How to Quickly Pinpoint High CPU Usage in Java Services on Linux

Problem Background

An alert showed a data‑platform server CPU utilization of 98.94% sustained above 70%, suggesting a hardware bottleneck, yet the business logic is neither high‑concurrency nor CPU‑intensive, indicating a code‑level issue.

Investigation Steps

2.1 Identify High‑Load Process (PID)

Log into the server and run top to view current load. The load‑average confirms high load on an 8‑core machine, and the process with PID 682 shows the highest CPU share.

2.2 Locate the Specific Business Service

Use pwdx 682 to reveal the executable path, which points to the data‑platform web service.

2.3 Find the Abnormal Thread and Code Line

Traditional four‑step method:

Sort processes by load: top -o %CPU to get the max‑load PID.

Show threads of that PID: top -Hp <PID>.

Convert thread ID to hex: printf "0x%x" <TID>.

Search the hex ID in a jstack dump: jstack <PID> | vim +/0x<hex> -.

Because this is time‑critical in production, the author recommends the script show-busy-java-threads.sh (from Taobao’s oldratlee) to automate the process.
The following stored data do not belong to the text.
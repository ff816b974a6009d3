//! Viterbi decoding, scaled forward-backward, and the Baum-Welch E/M step
//!
//! All routines assume complete (NaN-free) observation rows; masking happens
//! in the model layer before anything reaches these functions.

use super::gaussian::StateGaussian;
use ndarray::{Array1, Array2};

const TINY: f64 = 1e-300;

/// Result of one forward-backward sweep.
#[derive(Debug, Clone)]
pub struct ForwardBackward {
    /// Posterior state probabilities, T x N, rows sum to 1
    pub posteriors: Array2<f64>,
    /// Scaled forward variables, T x N
    pub alpha: Array2<f64>,
    /// Scaled backward variables, T x N
    pub beta: Array2<f64>,
    /// log P(observations | model)
    pub log_likelihood: f64,
}

/// Parameter updates produced by one EM iteration.
#[derive(Debug, Clone)]
pub struct EmStep {
    pub start_probs: Array1<f64>,
    pub transitions: Array2<f64>,
    /// State responsibilities from the E-step, T x N
    pub posteriors: Array2<f64>,
    pub log_likelihood: f64,
}

/// Most likely state path through the observations (log-space Viterbi).
pub fn viterbi(
    observations: &Array2<f64>,
    start_probs: &Array1<f64>,
    transitions: &Array2<f64>,
    states: &[StateGaussian],
) -> (Vec<usize>, f64) {
    let t = observations.nrows();
    let n = start_probs.len();
    if t == 0 {
        return (vec![], 0.0);
    }

    let log_start = start_probs.mapv(|p| (p + TINY).ln());
    let log_trans = transitions.mapv(|p| (p + TINY).ln());

    let mut delta = Array2::zeros((t, n));
    let mut backptr = Array2::<usize>::zeros((t, n));

    let first = observations.row(0).to_owned();
    for j in 0..n {
        delta[[0, j]] = log_start[j] + states[j].log_pdf(&first);
    }

    for step in 1..t {
        let obs = observations.row(step).to_owned();
        for j in 0..n {
            let mut best_val = f64::NEG_INFINITY;
            let mut best_prev = 0;
            for i in 0..n {
                let val = delta[[step - 1, i]] + log_trans[[i, j]];
                if val > best_val {
                    best_val = val;
                    best_prev = i;
                }
            }
            delta[[step, j]] = best_val + states[j].log_pdf(&obs);
            backptr[[step, j]] = best_prev;
        }
    }

    let mut last = 0;
    let mut best = f64::NEG_INFINITY;
    for j in 0..n {
        if delta[[t - 1, j]] > best {
            best = delta[[t - 1, j]];
            last = j;
        }
    }

    let mut path = vec![0; t];
    path[t - 1] = last;
    for step in (0..t - 1).rev() {
        path[step] = backptr[[step + 1, path[step + 1]]];
    }

    (path, best)
}

/// Scaled forward-backward sweep.
///
/// Per-step scaling keeps the recursions in floating range; the sequence
/// log-likelihood is the sum of log scale factors.
pub fn forward_backward(
    observations: &Array2<f64>,
    start_probs: &Array1<f64>,
    transitions: &Array2<f64>,
    states: &[StateGaussian],
) -> ForwardBackward {
    let t = observations.nrows();
    let n = start_probs.len();
    if t == 0 {
        return ForwardBackward {
            posteriors: Array2::zeros((0, n)),
            alpha: Array2::zeros((0, n)),
            beta: Array2::zeros((0, n)),
            log_likelihood: 0.0,
        };
    }

    let emission_probs = emission_matrix(observations, states);

    let mut alpha = Array2::zeros((t, n));
    let mut scale = Array1::zeros(t);

    for j in 0..n {
        alpha[[0, j]] = start_probs[j] * emission_probs[[0, j]];
    }
    scale[0] = alpha.row(0).sum();
    if scale[0] > TINY {
        alpha.row_mut(0).mapv_inplace(|v| v / scale[0]);
    }

    for step in 1..t {
        for j in 0..n {
            let mut sum = 0.0;
            for i in 0..n {
                sum += alpha[[step - 1, i]] * transitions[[i, j]];
            }
            alpha[[step, j]] = sum * emission_probs[[step, j]];
        }
        scale[step] = alpha.row(step).sum();
        if scale[step] > TINY {
            let s = scale[step];
            alpha.row_mut(step).mapv_inplace(|v| v / s);
        }
    }

    let log_likelihood = scale.iter().map(|s| (s + TINY).ln()).sum();

    let mut beta = Array2::zeros((t, n));
    beta.row_mut(t - 1).fill(1.0);

    for step in (0..t - 1).rev() {
        for i in 0..n {
            let mut sum = 0.0;
            for j in 0..n {
                sum += transitions[[i, j]] * emission_probs[[step + 1, j]] * beta[[step + 1, j]];
            }
            beta[[step, i]] = sum;
        }
        if scale[step + 1] > TINY {
            let s = scale[step + 1];
            beta.row_mut(step).mapv_inplace(|v| v / s);
        }
    }

    let mut posteriors = Array2::zeros((t, n));
    for step in 0..t {
        let mut sum = 0.0;
        for j in 0..n {
            posteriors[[step, j]] = alpha[[step, j]] * beta[[step, j]];
            sum += posteriors[[step, j]];
        }
        if sum > TINY {
            posteriors.row_mut(step).mapv_inplace(|v| v / sum);
        }
    }

    ForwardBackward {
        posteriors,
        alpha,
        beta,
        log_likelihood,
    }
}

/// One Baum-Welch iteration: E-step posteriors plus re-estimated start
/// probabilities and transitions. Emission updates stay with the caller,
/// which owns the covariance structure.
pub fn baum_welch_step(
    observations: &Array2<f64>,
    start_probs: &Array1<f64>,
    transitions: &Array2<f64>,
    states: &[StateGaussian],
) -> EmStep {
    let t = observations.nrows();
    let n = start_probs.len();

    let fb = forward_backward(observations, start_probs, transitions, states);
    let emission_probs = emission_matrix(observations, states);

    // Expected transition counts
    let mut xi_sum: Array2<f64> = Array2::zeros((n, n));
    for step in 0..t.saturating_sub(1) {
        for i in 0..n {
            for j in 0..n {
                xi_sum[[i, j]] += fb.alpha[[step, i]]
                    * transitions[[i, j]]
                    * emission_probs[[step + 1, j]]
                    * fb.beta[[step + 1, j]];
            }
        }
    }

    let new_start = fb.posteriors.row(0).to_owned();

    let mut new_transitions = Array2::zeros((n, n));
    for i in 0..n {
        let occupancy: f64 = (0..t.saturating_sub(1)).map(|s| fb.posteriors[[s, i]]).sum();
        if occupancy > TINY {
            for j in 0..n {
                new_transitions[[i, j]] = xi_sum[[i, j]] / occupancy;
            }
        } else {
            new_transitions.row_mut(i).fill(1.0 / n as f64);
        }
        let row_sum: f64 = new_transitions.row(i).sum();
        if row_sum > TINY {
            new_transitions.row_mut(i).mapv_inplace(|v| v / row_sum);
        }
    }

    EmStep {
        start_probs: new_start,
        transitions: new_transitions,
        posteriors: fb.posteriors,
        log_likelihood: fb.log_likelihood,
    }
}

fn emission_matrix(observations: &Array2<f64>, states: &[StateGaussian]) -> Array2<f64> {
    let t = observations.nrows();
    let n = states.len();
    let mut probs = Array2::zeros((t, n));
    for step in 0..t {
        let obs = observations.row(step).to_owned();
        for j in 0..n {
            probs[[step, j]] = states[j].pdf(&obs);
        }
    }
    probs
}

#[cfg(test)]
mod tests {
    use super::*;
    use ndarray::{arr2, array};

    fn two_state_model() -> (Array1<f64>, Array2<f64>, Vec<StateGaussian>) {
        let start = array![0.6, 0.4];
        let transitions = arr2(&[[0.7, 0.3], [0.4, 0.6]]);
        let states = vec![
            StateGaussian::new(array![0.0], Array2::eye(1)).unwrap(),
            StateGaussian::new(array![3.0], Array2::eye(1)).unwrap(),
        ];
        (start, transitions, states)
    }

    #[test]
    fn test_viterbi_separates_clusters() {
        let (start, transitions, states) = two_state_model();
        let obs = arr2(&[[0.1], [0.2], [2.8], [3.1]]);

        let (path, log_prob) = viterbi(&obs, &start, &transitions, &states);

        assert_eq!(path, vec![0, 0, 1, 1]);
        assert!(log_prob.is_finite());
    }

    #[test]
    fn test_posteriors_are_distributions() {
        let (start, transitions, states) = two_state_model();
        let obs = arr2(&[[0.1], [0.2], [2.8], [3.1]]);

        let fb = forward_backward(&obs, &start, &transitions, &states);

        assert_eq!(fb.posteriors.nrows(), 4);
        for step in 0..4 {
            let sum: f64 = fb.posteriors.row(step).sum();
            assert!((sum - 1.0).abs() < 1e-6);
        }
        assert!(fb.log_likelihood.is_finite());
        assert!(fb.posteriors[[0, 0]] > 0.5);
        assert!(fb.posteriors[[3, 1]] > 0.5);
    }

    #[test]
    fn test_em_step_improves_likelihood() {
        let (start, transitions, mut states) = two_state_model();
        let obs = arr2(&[[0.1], [-0.2], [0.3], [2.9], [3.2], [2.7], [0.0], [0.1]]);

        let step1 = baum_welch_step(&obs, &start, &transitions, &states);
        for (j, state) in states.iter_mut().enumerate() {
            state
                .update_weighted(
                    &obs,
                    &step1.posteriors.column(j).to_owned(),
                    crate::model::gaussian::CovarianceKind::Diag,
                    1e-3,
                )
                .unwrap();
        }
        let step2 = baum_welch_step(&obs, &step1.start_probs, &step1.transitions, &states);

        assert!(step2.log_likelihood >= step1.log_likelihood - 1e-9);
        for i in 0..2 {
            let row_sum: f64 = step2.transitions.row(i).sum();
            assert!((row_sum - 1.0).abs() < 1e-9);
        }
    }
}
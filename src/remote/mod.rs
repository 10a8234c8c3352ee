//! Remote progress API client.
//!
//! Translates local mutations into authenticated HTTP calls against the
//! progress API at `<base-url>/progress`. The remote is never the source of
//! truth: every operation makes at most one attempt, and all transport,
//! status, and parse failures are normalized into [`SyncError`] so callers
//! can log and move on.

use std::collections::BTreeMap;

use serde::Deserialize;
use serde_json::json;
use thiserror::Error;

use crate::models::Snapshot;

/// User-Agent header sent with every request
const USER_AGENT: &str = "waypoint-cli";

/// Errors that can occur talking to the progress API.
#[derive(Debug, Error)]
pub enum SyncError {
    /// No API token is available; no request was made
    #[error("Not authenticated: no API token available")]
    Unauthenticated,

    /// The server answered with a non-2xx status
    #[error("HTTP {status}: {message}")]
    Status {
        /// HTTP status code
        status: u16,
        /// Error detail extracted from the response body
        message: String,
    },

    /// The request never produced a response
    #[error("Network error: {0}")]
    Network(String),

    /// The response body was not the expected JSON
    #[error("Failed to parse response: {0}")]
    Parse(String),
}

/// Full remote progress snapshot from `GET /progress`.
#[derive(Debug, Clone, Default, Deserialize)]
pub struct RemoteProgress {
    /// Module completion map
    #[serde(default)]
    pub modules: BTreeMap<String, bool>,
    /// Subtask completion map
    #[serde(default)]
    pub subtasks: BTreeMap<String, bool>,
    /// Per-module notes
    #[serde(default)]
    pub notes: BTreeMap<String, String>,
    /// Unlocked badges
    #[serde(default)]
    pub badges: Vec<String>,
    /// Cumulative XP
    #[serde(default)]
    pub xp: u64,
    /// Server-side last sync timestamp
    #[serde(default)]
    pub last_sync: Option<String>,
}

/// Response envelope from `GET /progress`.
#[derive(Debug, Deserialize)]
struct ProgressEnvelope {
    #[serde(default)]
    progress: RemoteProgress,
}

/// Acknowledgement from `POST /progress/sync`.
#[derive(Debug, Deserialize)]
struct SyncAck {
    #[serde(default)]
    synced_at: Option<String>,
}

/// Fields of a JSON error body we extract a message from.
#[derive(Debug, Deserialize)]
struct ErrorBody {
    detail: Option<String>,
    message: Option<String>,
}

/// Client for the remote progress API.
pub struct RemoteClient {
    base_url: String,
    token: Option<String>,
}

impl RemoteClient {
    /// Create a client for the given base URL.
    ///
    /// The token is optional at construction time; calls without one fail
    /// fast with [`SyncError::Unauthenticated`] and issue no request.
    pub fn new(base_url: impl Into<String>, token: Option<String>) -> Self {
        let mut base_url = base_url.into();
        while base_url.ends_with('/') {
            base_url.pop();
        }
        Self { base_url, token }
    }

    /// Whether a token is available for authenticated calls.
    pub fn has_token(&self) -> bool {
        self.token.is_some()
    }

    fn url(&self, endpoint: &str) -> String {
        format!("{}/progress{}", self.base_url, endpoint)
    }

    fn authorized(&self, req: ureq::Request) -> Result<ureq::Request, SyncError> {
        let token = self.token.as_deref().ok_or(SyncError::Unauthenticated)?;
        Ok(req
            .set("Authorization", &format!("Bearer {}", token))
            .set("User-Agent", USER_AGENT)
            .set("Accept", "application/json"))
    }

    fn send(
        &self,
        method: &str,
        endpoint: &str,
        body: Option<serde_json::Value>,
    ) -> Result<ureq::Response, SyncError> {
        let req = self.authorized(ureq::request(method, &self.url(endpoint)))?;

        let response = match body {
            Some(body) => req.send_json(body),
            None => req.call(),
        };

        match response {
            Ok(resp) => Ok(resp),
            Err(ureq::Error::Status(status, resp)) => {
                let raw = resp.into_string().unwrap_or_default();
                Err(SyncError::Status {
                    status,
                    message: extract_error_message(&raw, status),
                })
            }
            Err(e) => Err(SyncError::Network(e.to_string())),
        }
    }

    // === Operations (1:1 with local mutation types) ===

    /// `GET /progress` - fetch the full remote snapshot.
    pub fn fetch_snapshot(&self) -> Result<RemoteProgress, SyncError> {
        let resp = self.send("GET", "", None)?;
        let envelope: ProgressEnvelope = resp
            .into_json()
            .map_err(|e| SyncError::Parse(e.to_string()))?;
        Ok(envelope.progress)
    }

    /// `PUT /progress/module` - set one module's completion state.
    pub fn put_module(&self, module_id: u32, is_completed: bool) -> Result<(), SyncError> {
        self.send(
            "PUT",
            "/module",
            Some(json!({
                "module_id": module_id.to_string(),
                "is_completed": is_completed,
            })),
        )?;
        Ok(())
    }

    /// `PUT /progress/subtask` - set one subtask's completion state.
    pub fn put_subtask(
        &self,
        module_id: u32,
        task_index: u32,
        is_completed: bool,
    ) -> Result<(), SyncError> {
        self.send(
            "PUT",
            "/subtask",
            Some(json!({
                "moduleId": module_id.to_string(),
                "taskIndex": task_index.to_string(),
                "isCompleted": is_completed,
            })),
        )?;
        Ok(())
    }

    /// `PUT /progress/note` - store one module's note.
    pub fn put_note(&self, module_id: u32, note_text: &str) -> Result<(), SyncError> {
        self.send(
            "PUT",
            "/note",
            Some(json!({
                "module_id": module_id.to_string(),
                "note_text": note_text,
            })),
        )?;
        Ok(())
    }

    /// `POST /progress/badge` - record an unlocked badge.
    pub fn post_badge(&self, badge_name: &str) -> Result<(), SyncError> {
        self.send("POST", "/badge", Some(json!({"badge_name": badge_name})))?;
        Ok(())
    }

    /// `POST /progress/xp` - add to the remote XP counter.
    pub fn post_xp(&self, amount: u64) -> Result<(), SyncError> {
        self.send("POST", "/xp", Some(json!({"amount": amount})))?;
        Ok(())
    }

    /// `POST /progress/sync` - push the full local snapshot.
    ///
    /// Returns the server's sync timestamp when it provides one.
    pub fn push_snapshot(&self, snapshot: &Snapshot) -> Result<Option<String>, SyncError> {
        let resp = self.send(
            "POST",
            "/sync",
            Some(json!({
                "modules": snapshot.progress,
                "subtasks": snapshot.subtasks,
                "notes": snapshot.notes,
                "badges": snapshot.badges,
                "xp": snapshot.xp,
            })),
        )?;
        let ack: SyncAck = resp
            .into_json()
            .map_err(|e| SyncError::Parse(e.to_string()))?;
        Ok(ack.synced_at)
    }

    /// `DELETE /progress` - clear all remote state.
    pub fn delete_all(&self) -> Result<(), SyncError> {
        self.send("DELETE", "", None)?;
        Ok(())
    }
}

/// Pull the `detail` (or `message`) field out of a JSON error body, falling
/// back to the raw body or the bare status.
fn extract_error_message(raw: &str, status: u16) -> String {
    if let Ok(body) = serde_json::from_str::<ErrorBody>(raw) {
        if let Some(detail) = body.detail {
            return detail;
        }
        if let Some(message) = body.message {
            return message;
        }
    }
    if raw.trim().is_empty() {
        format!("status {}", status)
    } else {
        raw.trim().to_string()
    }
}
The analysis reveals a time‑utility method that consumes excessive CPU.

Root Cause Analysis

The problematic method converts timestamps to formatted date strings. It is invoked repeatedly: for each query the system calculates every second from midnight to the current time, placing the results into a set that is later only used for its size.

Exception method logic: Convert a timestamp to a date‑time format.

Upper‑layer call: Compute all seconds from midnight to now, format each, and store in a set.

Logic layer: Real‑time report queries call this method many times per request, leading to millions of conversions.

At 10 am, a single query performs 10 × 60 × 60 × n calculations (36,000 × n), and the count grows linearly toward midnight, exhausting CPU.

Solution

After pinpointing the issue, the team reduced the number of calculations by simplifying the method: instead of generating a full set, compute the current second offset from midnight directly. The new implementation replaces the heavy utility call.

Post‑deployment monitoring showed CPU load dropping by a factor of 30, returning to normal levels.

Takeaways

Performance matters as much as functional correctness; efficient code is a core engineering skill.

Conduct thorough code reviews and consider alternative implementations.

Never overlook small details in production incidents; a meticulous mindset drives continuous improvement.